To put it in context: a one-ounce First-Class letter through the US Postal Service costs $0.73 as of January 2025 (usps.com). If you mailed a physical letter to the wrong address, you would waste the paper, the postage, and the delivery time. With email, you don't just waste the send. You can also degrade the reputation of the domain your whole team relies on.
That's the difference between a simple bad address and a bad data pipeline. The bad address is a minor cost. The bad pipeline is a recurring monthly expense that quietly eats your team's best hours.
Why I changed how I compare platforms
I used to compare email lookup tools the way people compare cars: price, seat count, fuel economy. Now I compare them on data coverage, methodology, and what they can prove on my own list. That is where okki-go changed the conversation for me.
When I evaluated okki-go, I did not start with the marketing website. I started with fifty accounts that our sales team actually wanted to pursue. I asked for 200 contacts and asked okki-go to show me its logic, not just its confidence scores. The okki-go data coverage included contacts at mid-sized companies, not just the usual enterprise logos. In my experience, that matters a lot if you sell to growing B2B teams rather than massive Fortune 500 procurement departments.
The other thing that stood out was the distinction between okki-go outbound research and a traditional phone-number-and-email gatekeeper. Okki-go has built its research layer as agent-native prospecting. That means it doesn't just look up one database. It works through a waterfall: enrichment sources, intent signals, changes in job titles, and verification checks. Then it presents the strongest result to a human for review, rather than pretending that one source is enough.
I know the phrase human-in-the-loop sounds less exciting than 'AI everything.' But as someone who watches budget leakage all day, I like it. It means a human SDR can look at the final list, remove a risky email, and still use the workflow. Okki-go does not claim to replace sales development reps. I wouldn't want it to. What it replaces is the guessing part of outbound research.
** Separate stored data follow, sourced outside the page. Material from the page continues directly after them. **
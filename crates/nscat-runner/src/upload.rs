use std::path::{Path, PathBuf};

use nscat_drive::FileStore;
use serde::Serialize;

#[derive(Debug, Clone, PartialEq, Eq, Serialize)]
#[serde(rename_all = "camelCase")]
pub struct UploadedFile {
    pub file: String,
    pub drive_file_id: String,
}

#[derive(Debug, Clone, PartialEq, Eq, Serialize)]
#[serde(rename_all = "camelCase")]
pub struct FailedUpload {
    pub file: String,
    pub error: String,
    pub credentials: bool,
}

#[derive(Debug, Clone, Default, PartialEq, Eq, Serialize)]
pub struct UploadReport {
    pub uploaded: Vec<UploadedFile>,
    pub failed: Vec<FailedUpload>,
}

impl UploadReport {
    #[must_use]
    pub fn is_complete(&self) -> bool {
        self.failed.is_empty()
    }
}

fn display_name(path: &Path) -> String {
    path.file_name()
        .map_or_else(|| path.display().to_string(), |n| n.to_string_lossy().into_owned())
}

/// Uploads each file in order. A failed file is recorded and the rest are
/// still attempted.
pub async fn upload_outputs<P>(store: &dyn FileStore, files: &[P], folder_id: &str) -> UploadReport
where
    P: AsRef<Path>,
{
    let mut report = UploadReport::default();
    for path in files {
        let path = path.as_ref();
        let file = display_name(path);
        match store.upload_file(path, folder_id).await {
            Ok(id) => {
                tracing::info!(file = %file, drive_file_id = %id, "uploaded");
                report.uploaded.push(UploadedFile {
                    file,
                    drive_file_id: id.0,
                });
            }
            Err(e) => {
                tracing::error!(file = %file, error = %e, credentials = e.is_credential_error(), "upload failed");
                report.failed.push(FailedUpload {
                    file,
                    error: e.to_string(),
                    credentials: e.is_credential_error(),
                });
            }
        }
    }
    report
}

/// The `brand_*.csv` files directly inside `dir`, sorted by name.
///
/// # Errors
///
/// Returns the I/O error if `dir` cannot be listed.
pub fn existing_csvs(dir: &Path) -> std::io::Result<Vec<PathBuf>> {
    let mut files = Vec::new();
    for entry in std::fs::read_dir(dir)? {
        let path = entry?.path();
        let is_export = path
            .file_name()
            .and_then(|n| n.to_str())
            .is_some_and(|n| n.starts_with("brand_") && n.ends_with(".csv"));
        if is_export && path.is_file() {
            files.push(path);
        }
    }
    files.sort();
    Ok(files)
}
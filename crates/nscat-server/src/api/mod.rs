mod files;
mod run;
mod upload;

use std::sync::Arc;

use axum::{
    http::StatusCode,
    response::IntoResponse,
    routing::get,
    Extension, Json, Router,
};
use nscat_core::AppConfig;
use nscat_drive::FileStore;
use nscat_runner::{OutputPaths, RunContext, RunLogGuard, RunLogSink};
use serde::Serialize;
use serde_json::{Map, Value};
use tokio::sync::Mutex;
use tower::ServiceBuilder;
use tower_http::trace::TraceLayer;

use crate::middleware::{request_id, require_run_key, RequestId, RunKey};

#[derive(Clone)]
pub struct AppState {
    pub config: Arc<AppConfig>,
    /// Output directories as resolved at startup; `/files` serves from `paths.csv`.
    pub paths: OutputPaths,
    pub key: RunKey,
    /// Held for the whole of a run so runs never overlap.
    pub run_lock: Arc<Mutex<()>>,
    /// Replaces the Drive client built from the configuration.
    pub file_store: Option<Arc<dyn FileStore>>,
    /// Receives the events of the run in progress.
    pub run_logs: RunLogSink,
}

impl AppState {
    #[must_use]
    pub fn new(config: Arc<AppConfig>, paths: OutputPaths, key: RunKey) -> Self {
        Self {
            config,
            paths,
            key,
            run_lock: Arc::new(Mutex::new(())),
            file_store: None,
            run_logs: RunLogSink::default(),
        }
    }

    #[must_use]
    pub fn with_run_logs(mut self, run_logs: RunLogSink) -> Self {
        self.run_logs = run_logs;
        self
    }

    /// Points the run log sink at `ctx.run_log` for as long as the guard lives.
    /// A run whose log cannot be opened still goes ahead.
    fn attach_run_log(&self, ctx: &RunContext) -> Option<RunLogGuard> {
        self.run_logs
            .attach(&ctx.run_log)
            .inspect_err(|e| tracing::warn!(run_id = %ctx.run_id, error = %e, "run log unavailable"))
            .ok()
    }
}

/// `{ "ok": false, "error": ..., ... }` with an HTTP status.
#[derive(Debug, Serialize)]
pub struct ApiError {
    #[serde(skip)]
    status: StatusCode,
    ok: bool,
    error: String,
    #[serde(flatten)]
    extra: Map<String, Value>,
}

impl ApiError {
    pub fn new(status: StatusCode, error: impl Into<String>) -> Self {
        Self {
            status,
            ok: false,
            error: error.into(),
            extra: Map::new(),
        }
    }

    pub fn internal(error: impl Into<String>) -> Self {
        Self::new(StatusCode::INTERNAL_SERVER_ERROR, error)
    }

    /// Adds a field next to `error` in the body.
    #[must_use]
    pub fn with(mut self, field: &str, value: impl Serialize) -> Self {
        let value = serde_json::to_value(value).unwrap_or(Value::Null);
        self.extra.insert(field.to_owned(), value);
        self
    }
}

impl IntoResponse for ApiError {
    fn into_response(self) -> axum::response::Response {
        (self.status, Json(self)).into_response()
    }
}

#[derive(Debug, Serialize, PartialEq, Eq)]
struct HealthData {
    ok: bool,
    status: &'static str,
}

fn protected_router(key: RunKey) -> Router<AppState> {
    Router::new()
        .route("/run", get(run::run))
        .route("/files", get(files::serve_file))
        .route("/upload", get(upload::upload))
        .layer(axum::middleware::from_fn_with_state(key, require_run_key))
}

pub fn build_app(state: AppState) -> Router {
    let public_routes = Router::new().route("/health", get(health));

    Router::new()
        .merge(public_routes)
        .merge(protected_router(state.key.clone()))
        .layer(
            ServiceBuilder::new()
                .layer(TraceLayer::new_for_http())
                .layer(axum::middleware::from_fn(request_id)),
        )
        .with_state(state)
}

async fn health(Extension(req_id): Extension<RequestId>) -> impl IntoResponse {
    tracing::debug!(request_id = %req_id.0, "health check");
    Json(HealthData {
        ok: true,
        status: "ok",
    })
}

#[cfg(test)]
#[path = "api_test.rs"]
mod tests;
My gut told me this approach made sense. My data said something slightly different. When I ran a sample of email verification accuracy tests, the okki-go results were not inflated to 99%. The platform told me when a contact was uncertain. That honesty is worth more to me than a perfect score that falls apart on day one.
What I wish I had known earlier
If I could go back to my first sales-tech renewal, I would stop asking which email lookup tool is best. I would ask three questions.
First, what is the platform's data coverage for the exact market I sell into? Second, how does it define verified? Third, what happens when the data is wrong—do I get a tool that hides the problem or a workflow that fixes it?
I also would stop treating LinkedIn as the final answer. It is a useful addition, not a substitute for clean data. If you are a B2B sales team, use LinkedIn when you have shared context. Use it when you need a human bridge. Use it when the message is so specific that a connection request is the best way to start. But do not use it as a shelter from weak prospecting data, because the weak data will still find you.
Small customers deserve the same consideration as big accounts too. A vendor that treats a 45-person company like a real buyer, gives me a sample, and explains its methodology is a vendor I trust with a long-term contract. That is why okkigo earned a place in our stack. It was not because the webinar was impressive or the discount was generous. It was because the platform made our outbound research less risky and easier to audit.
Bottom line: the next time your response rates drop, don't immediately buy another email lookup tool or start sending more LinkedIn requests. Ask whether you are researching contacts or just collecting addresses. Those are different skills. The tools that combine research, coverage, verification, and human review are hard to find. But once you start evaluating them on that level, the decision becomes a lot easier.